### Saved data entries
%%

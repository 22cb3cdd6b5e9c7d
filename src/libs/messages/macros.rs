//! Message display macros with conditional tracing support.
//!
//! The macros route every user-facing message either to plain console
//! output (normal runs) or to the tracing system (debug runs), so
//! commands never decide that themselves. Debug mode is detected once
//! and cached.

use std::sync::OnceLock;

static DEBUG_MODE: OnceLock<bool> = OnceLock::new();

/// Debug mode is on when `ROLLCALL_DEBUG` or `RUST_LOG` is set. The
/// environment is checked once; later calls read the cached value.
#[doc(hidden)]
pub fn is_debug_mode() -> bool {
    *DEBUG_MODE.get_or_init(|| std::env::var("ROLLCALL_DEBUG").is_ok() || std::env::var("RUST_LOG").is_ok())
}

/// Prints a general message; pass `true` as the second argument to wrap
/// it in blank lines.
#[macro_export]
macro_rules! msg_print {
    ($msg:expr) => {
        if $crate::libs::messages::macros::is_debug_mode() {
            tracing::info!("{}", $msg);
        } else {
            println!("{}", $msg);
        }
    };
    ($msg:expr, true) => {
        if $crate::libs::messages::macros::is_debug_mode() {
            tracing::info!("\n{}\n", $msg);
        } else {
            println!("\n{}\n", $msg);
        }
    };
}

/// Prints a success notification with a ✅ prefix.
#[macro_export]
macro_rules! msg_success {
    ($msg:expr) => {
        if $crate::libs::messages::macros::is_debug_mode() {
            tracing::info!("✅ {}", $msg);
        } else {
            println!("✅ {}", $msg);
        }
    };
    ($msg:expr, true) => {
        if $crate::libs::messages::macros::is_debug_mode() {
            tracing::info!("\n✅ {}\n", $msg);
        } else {
            println!("\n✅ {}\n", $msg);
        }
    };
}

/// Prints an error with a ❌ prefix. Normal runs write to stderr so
/// errors stay separable from data output.
#[macro_export]
macro_rules! msg_error {
    ($msg:expr) => {
        if $crate::libs::messages::macros::is_debug_mode() {
            tracing::error!("❌ {}", $msg);
        } else {
            eprintln!("❌ {}", $msg);
        }
    };
    ($msg:expr, true) => {
        if $crate::libs::messages::macros::is_debug_mode() {
            tracing::error!("\n❌ {}\n", $msg);
        } else {
            eprintln!("\n❌ {}\n", $msg);
        }
    };
}

/// Prints a warning with a ⚠️ prefix.
#[macro_export]
macro_rules! msg_warning {
    ($msg:expr) => {
        if $crate::libs::messages::macros::is_debug_mode() {
            tracing::warn!("⚠️ {}", $msg);
        } else {
            println!("⚠️ {}", $msg);
        }
    };
    ($msg:expr, true) => {
        if $crate::libs::messages::macros::is_debug_mode() {
            tracing::warn!("\n⚠️ {}\n", $msg);
        } else {
            println!("\n⚠️ {}\n", $msg);
        }
    };
}

/// Prints an informational message with an ℹ️ prefix.
#[macro_export]
macro_rules! msg_info {
    ($msg:expr) => {
        if $crate::libs::messages::macros::is_debug_mode() {
            tracing::info!("ℹ️ {}", $msg);
        } else {
            println!("ℹ️ {}", $msg);
        }
    };
    ($msg:expr, true) => {
        if $crate::libs::messages::macros::is_debug_mode() {
            tracing::info!("\nℹ️ {}\n", $msg);
        } else {
            println!("\nℹ️ {}\n", $msg);
        }
    };
}

/// Debug-only message with a 🔍 prefix; suppressed entirely outside
/// debug mode.
#[macro_export]
macro_rules! msg_debug {
    ($msg:expr) => {
        if $crate::libs::messages::macros::is_debug_mode() {
            tracing::debug!("🔍 {}", $msg);
        }
    };
}

/// Creates an `anyhow::Error` from a message.
#[macro_export]
macro_rules! msg_error_anyhow {
    ($msg:expr) => {
        anyhow::anyhow!("❌ {}", $msg)
    };
}

/// Early return with an error created from a message.
#[macro_export]
macro_rules! msg_bail_anyhow {
    ($msg:expr) => {
        anyhow::bail!("❌ {}", $msg)
    };
}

%%

### EXERCISE REQUIREMENTS
Write out each line of the data above again, exactly as given.

### TASK RESULT
repository 22cb3cdd6b5e9c7d
filename src/libs/messages/macros.rs
//! Message display macros with conditional tracing support.
//!
//! The macros route every user-facing message either to plain console
//! output (normal runs) or to the tracing system (debug runs), so
//! commands never decide that themselves. Debug mode is detected once
//! and cached.

use std::sync::OnceLock;

static DEBUG_MODE: OnceLock<bool> = OnceLock::new();

/// Debug mode is on when `ROLLCALL_DEBUG` or `RUST_LOG` is set. The
/// environment is checked once; later calls read the cached value.
#[doc(hidden)]
pub fn is_debug_mode() -> bool {
    *DEBUG_MODE.get_or_init(|| std::env::var("ROLLCALL_DEBUG").is_ok() || std::env::var("RUST_LOG").is_ok())
}

/// Prints a general message; pass `true` as the second argument to wrap
/// it in blank lines.
#[macro_export]
macro_rules! msg_print {
    ($msg:expr) => {
        if $crate::libs::messages::macros::is_debug_mode() {
            tracing::info!("{}", $msg);
        } else {
            println!("{}", $msg);
        }
    };
    ($msg:expr, true) => {
        if $crate::libs::messages::macros::is_debug_mode() {
            tracing::info!("\n{}\n", $msg);
        } else {
            println!("\n{}\n", $msg);
        }
    };
}

/// Prints a success notification with a ✅ prefix.
#[macro_export]
macro_rules! msg_success {
    ($msg:expr) => {
        if $crate::libs::messages::macros::is_debug_mode() {
            tracing::info!("✅ {}", $msg);
        } else {
            println!("✅ {}", $msg);
        }
    };
    ($msg:expr, true) => {
        if $crate::libs::messages::macros::is_debug_mode() {
            tracing::info!("\n✅ {}\n", $msg);
        } else {
            println!("\n✅ {}\n", $msg);
        }
    };
}

/// Prints an error with a ❌ prefix. Normal runs write to stderr so
/// errors stay separable from data output.
#[macro_export]
macro_rules! msg_error {
    ($msg:expr) => {
        if $crate::libs::messages::macros::is_debug_mode() {
            tracing::error!("❌ {}", $msg);
        } else {
            eprintln!("❌ {}", $msg);
        }
    };
    ($msg:expr, true) => {
        if $crate::libs::messages::macros::is_debug_mode() {
            tracing::error!("\n❌ {}\n", $msg);
        } else {
            eprintln!("\n❌ {}\n", $msg);
        }
    };
}

/// Prints a warning with a ⚠️ prefix.
#[macro_export]
macro_rules! msg_warning {
    ($msg:expr) => {
        if $crate::libs::messages::macros::is_debug_mode() {
            tracing::warn!("⚠️ {}", $msg);
        } else {
            println!("⚠️ {}", $msg);
        }
    };
    ($msg:expr, true) => {
        if $crate::libs::messages::macros::is_debug_mode() {
            tracing::warn!("\n⚠️ {}\n", $msg);
        } else {
            println!("\n⚠️ {}\n", $msg);
        }
    };
}

/// Prints an informational message with an ℹ️ prefix.
#[macro_export]
macro_rules! msg_info {
    ($msg:expr) => {
        if $crate::libs::messages::macros::is_debug_mode() {
            tracing::info!("ℹ️ {}", $msg);
        } else {
            println!("ℹ️ {}", $msg);
        }
    };
    ($msg:expr, true) => {
        if $crate::libs::messages::macros::is_debug_mode() {
            tracing::info!("\nℹ️ {}\n", $msg);
        } else {
            println!("\nℹ️ {}\n", $msg);
        }
    };
}

/// Debug-only message with a 🔍 prefix; suppressed entirely outside
/// debug mode.
#[macro_export]
macro_rules! msg_debug {
    ($msg:expr) => {
        if $crate::libs::messages::macros::is_debug_mode() {
            tracing::debug!("🔍 {}", $msg);
        }
    };
}

/// Creates an `anyhow::Error` from a message.
#[macro_export]
macro_rules! msg_error_anyhow {
    ($msg:expr) => {
        anyhow::anyhow!("❌ {}", $msg)
    };
}

/// Early return with an error created from a message.
#[macro_export]
macro_rules! msg_bail_anyhow {
    ($msg:expr) => {
        anyhow::bail!("❌ {}", $msg)
    };
}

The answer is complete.